Cormac McCarthy publicó "No es país para viejos" en 2005, claro que entonces no había Twitter. No éramos ese tipo de jubilado gruñón que dedica la mitad del día a indignarse frente a la obra y la otra mitad a escribir cartas al director por los asuntos más peregrinos entre cagamentos, babas y bastonazos a la mesa camilla. No estábamos así. No vivíamos en un país para viejos. Sin embargo, desde que el derbi se acerca no he dejado de imaginar al Tano Pasman, gritándole a la pantalla, hundido en el sofá consumiéndose en esa intolerancia intergeneracional tan humana como censurable. Estas ideas han comenzado a zumbar en mi cabeza con más fuerza cuando el culebrón ha llegado al capítulo de la inofensiva camiseta de Symmachiarii y a estas alturas, cuando este medio ha publicado la carta del mando policial en Oviedo mezclando al Real Oviedo con la alerta terrorista de nivel 4, sé que no las podré apartar de mi mente. Por culpa de la tiranía de lo políticamente correcto estamos gritándole al de la excavadora y no pararemos de bramar incluso después de que el árbitro pite el final del derbi.

Ahora que la derecha más despelotada gobierna USA y el Reino Unido, los graneros mundiales de la cultura y el ocio, se ha popularizado un insulto para definir a las nuevas generaciones de humanos. Todo ese ruido que zumba alrededor de lo que debemos o no hacer en el fútbol lo genera la "Snowflake generation" o generación de los copos de nieve. Lo explica mejor que yo Juan Soto Ivars en "El Confidencial", pero piensen en ese amigo suyo más joven y de mecha corta, da igual de derechas que de izquierdas, con tendencia a ofenderse más que el resto por cualquier cosita y tendrán el retrato robot hecho. Porque vivimos entre copos de nieve, entre haters, nos importa justo lo menos noticioso: que la gente de Oviedo viva con pasión un partido que no disfruta desde hace 14 años o que un trozo de tela azul grite obviedades como que Oviedo es capital de Asturias o que van a viajar 1.200 aficionados a vivir un partido de rivalidad. Repito, todo eso es normal pero lo que da clicks es disfrazarlo de lo contrario porque a fin de cuentas, el modelo de negocio depende de que todos esos copos de nieve pinchen en los enlaces como condenados. Un amigo mío se ríe cada vez que le dan entidad a lo que se cuece "en las redes sociales" porque me imagina tuiteando en pijama mientras hago caca.

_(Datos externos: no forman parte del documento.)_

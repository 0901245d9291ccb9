//! Terminal presentation of the transcript.

use std::io::Write;

use ragchat_core::{LifecycleState, Message};
use tokio::sync::watch;

pub fn prompt() -> std::io::Result<()> {
    print!("> ");
    std::io::stdout().flush()
}

/// Print assistant replies as they are appended, with a typing indicator
/// while a turn is outstanding. Returns once the transcript channel closes.
pub async fn render_transcript(
    mut messages: watch::Receiver<Vec<Message>>,
    mut state: watch::Receiver<LifecycleState>,
) {
    let mut shown = messages.borrow_and_update().len();
    let mut state_open = true;
    let mut indicator = Indicator::default();

    loop {
        tokio::select! {
            changed = messages.changed() => {
                if changed.is_err() {
                    break;
                }
                let replies: Vec<Message> = messages
                    .borrow_and_update()
                    .iter()
                    .skip(shown)
                    .cloned()
                    .collect();
                shown += replies.len();

                for reply in replies.iter().filter(|m| !m.is_user()) {
                    print_reply(reply);
                    indicator.on_reply();
                }
            }
            changed = state.changed(), if state_open => {
                if changed.is_err() {
                    state_open = false;
                    continue;
                }
                let current = *state.borrow_and_update();
                match indicator.on_state(current) {
                    Some(IndicatorAction::Show) => {
                        print!("…");
                        let _ = std::io::stdout().flush();
                    }
                    Some(IndicatorAction::Clear) => {
                        clear_line();
                        let _ = prompt();
                    }
                    None => {}
                }
            }
        }
    }
}

#[derive(Debug, Clone, Copy, PartialEq, Eq)]
enum IndicatorAction {
    Show,
    Clear,
}

/// Tracks whether the typing indicator is on screen.
///
/// The `Sending` notification can be observed after the reply was already
/// printed, so an indicator left on screen is cleared once `Idle` arrives.
#[derive(Debug, Default)]
struct Indicator {
    visible: bool,
}

impl Indicator {
    fn on_state(&mut self, state: LifecycleState) -> Option<IndicatorAction> {
        match state {
            LifecycleState::Sending if !self.visible => {
                self.visible = true;
                Some(IndicatorAction::Show)
            }
            LifecycleState::Idle if self.visible => {
                self.visible = false;
                Some(IndicatorAction::Clear)
            }
            _ => None,
        }
    }

    /// Printing a reply clears the line the indicator was on.
    const fn on_reply(&mut self) {
        self.visible = false;
    }
}

fn clear_line() {
    print!("\r\x1b[2K");
}

fn print_reply(reply: &Message) {
    // The indicator sits on its own line; clear it before the answer.
    clear_line();
    println!("{}\n", reply.content());
    let _ = prompt();
}
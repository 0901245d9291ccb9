//! Transcript storage for a conversation.
//!
//! The transcript is an append-only sequence of messages. The newest message
//! is the only one flagged fresh, which presentation layers use to animate or
//! scroll to it.

use ragchat_core::{IdGenerator, Message, MessageId, UuidGenerator};
use tokio::sync::watch;

/// Ordered transcript of a conversation.
///
/// Every append publishes the new transcript to subscribers.
pub struct ConversationStore {
    messages: watch::Sender<Vec<Message>>,
    ids: Box<dyn IdGenerator>,
}

impl ConversationStore {
    /// Create an empty store with random message ids.
    #[must_use]
    pub fn new() -> Self {
        Self {
            messages: watch::Sender::new(Vec::new()),
            ids: Box::new(UuidGenerator),
        }
    }

    /// Replace the generator used for message ids.
    #[must_use]
    pub fn with_id_generator(mut self, ids: impl IdGenerator + 'static) -> Self {
        self.ids = Box::new(ids);
        self
    }

    /// Append a message and make it the only fresh one.
    pub fn append(&self, content: impl Into<String>, is_user: bool) -> MessageId {
        let id = MessageId::new(self.ids.generate());
        let message = Message::new(id.clone(), content.into(), is_user);

        self.messages.send_modify(|messages| {
            for existing in messages.iter_mut() {
                existing.mark_stale();
            }
            messages.push(message);
        });

        id
    }

    /// The transcript as of now.
    #[must_use]
    pub fn snapshot(&self) -> Vec<Message> {
        self.messages.borrow().clone()
    }

    /// Receive the transcript every time it changes.
    #[must_use]
    pub fn subscribe(&self) -> watch::Receiver<Vec<Message>> {
        self.messages.subscribe()
    }

    #[must_use]
    pub fn len(&self) -> usize {
        self.messages.borrow().len()
    }

    #[must_use]
    pub fn is_empty(&self) -> bool {
        self.messages.borrow().is_empty()
    }

    #[must_use]
    pub fn last(&self) -> Option<Message> {
        self.messages.borrow().last().cloned()
    }
}

impl Default for ConversationStore {
    fn default() -> Self {
        Self::new()
    }
}
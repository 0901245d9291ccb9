use async_trait::async_trait;
use ragchat_core::{AskRequest, AskResponse, Exchange, ExchangeError};
use reqwest::{Client, Response};
use tracing::{debug, info};

/// Exchange over the backend's HTTP API (`POST /ask`, `GET /health`).
pub struct HttpExchange {
    client: Client,
    base_url: String,
}

impl HttpExchange {
    #[must_use]
    pub fn new(base_url: impl Into<String>) -> Self {
        let base_url = base_url.into().trim_end_matches('/').to_string();
        info!("Creating HttpExchange for {base_url}");
        Self {
            client: Client::new(),
            base_url,
        }
    }

    #[must_use]
    pub fn with_client(mut self, client: Client) -> Self {
        self.client = client;
        self
    }

    #[must_use]
    pub fn base_url(&self) -> &str {
        &self.base_url
    }

    /// Check that the backend is up and reports `{"status": "ok"}`.
    pub async fn health(&self) -> Result<(), ExchangeError> {
        let response = self
            .client
            .get(format!("{}/health", self.base_url))
            .send()
            .await
            .map_err(transport)?;

        let body: serde_json::Value = parse(read_success(response).await?)?;
        match body["status"].as_str() {
            Some("ok") => Ok(()),
            other => Err(ExchangeError::Malformed(format!(
                "unexpected health status: {other:?}"
            ))),
        }
    }

    /// Helper method to send a single request
    async fn try_send(&self, request: &AskRequest) -> Result<AskResponse, ExchangeError> {
        let response = self
            .client
            .post(format!("{}/ask", self.base_url))
            .json(request)
            .send()
            .await
            .map_err(transport)?;

        parse(read_success(response).await?)
    }
}

#[async_trait]
impl Exchange for HttpExchange {
    async fn ask(&self, request: &AskRequest) -> Result<AskResponse, ExchangeError> {
        debug!("Sending request to {}/ask", self.base_url);
        let response = self.try_send(request).await?;
        info!("Received response from backend");
        Ok(response)
    }
}

fn transport(err: reqwest::Error) -> ExchangeError {
    ExchangeError::Transport(err.to_string())
}

/// Read the body of a 2xx response, or turn anything else into a status error.
async fn read_success(response: Response) -> Result<String, ExchangeError> {
    let status = response.status();
    if !status.is_success() {
        let body = response.text().await.unwrap_or_default();
        return Err(ExchangeError::Status {
            status: status.as_u16(),
            body,
        });
    }

    response.text().await.map_err(transport)
}

fn parse<T: serde::de::DeserializeOwned>(body: String) -> Result<T, ExchangeError> {
    serde_json::from_str(&body).map_err(|e| ExchangeError::Malformed(e.to_string()))
}
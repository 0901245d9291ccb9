/// Strategy for displaying version information.
#[derive(Debug, Clone, Copy)]
pub struct VersionStrategy;

impl super::CommandStrategy for VersionStrategy {
    type Input = ();

    async fn execute(&self, _input: Self::Input) -> anyhow::Result<()> {
        println!("ragchat {}", env!("CARGO_PKG_VERSION"));
        Ok(())
    }
}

Ir al campo en un derbi implica mojarse, tomar partido, gritar más que el contrario. Ser parte activa del teatro. Me dan envidia los italianos y su capacidad para hacer de las pancartas faltonas futboleras un arte. Una guerra dialéctica que siempre queda en el campo. Como aquella que sacó un loco del Inter en 2004, en plena crisis de resultados, en la que sus propios jugadores pudieron leer "Ya no sé como insultaros" Es fácil inspirarse cuando en tu equipo juega Gamarra, pero aún así la ocurrencia es admirable. Si verlo por televisión es una entrada de palco en un concierto de Leonard Cohen, ir al estadio es bailar pogo en la cara de Sid Vicious. Si entendemos esto y dejamos de criminalizar a los aficionados por vivirlo precisamente así estaremos construyendo algo en el sentido correcto. Como en un libro de "Elige tu propia aventura", si alguien a estas alturas cree que estoy aplaudiendo la violencia debe volver al primer párrafo porque no ha entendido nada. En un derbi quiero ofender y ser ofendido porque forma parte de la libertad de expresión. Si una tira cómica me infla las narices no le vuelco el tarro de Tipex encima. Quiero piques, sorna y a un tipo detrás de la portería de mi portero ingeniando barbaridades creativas solo para desconcentrarlo. Quiero tifos rivales cañeros y a la afición del Sporting empujando en aquella esquina del Tartiere en la vuelta. Quiero memes y bromas pesadas. Quiero que nos dediquen todo su arsenal y dedicarles el nuestro. Así fue siempre el derbi y así se convirtió en un partido mítico aunque algunos lo hayan olvidado después de catorce años.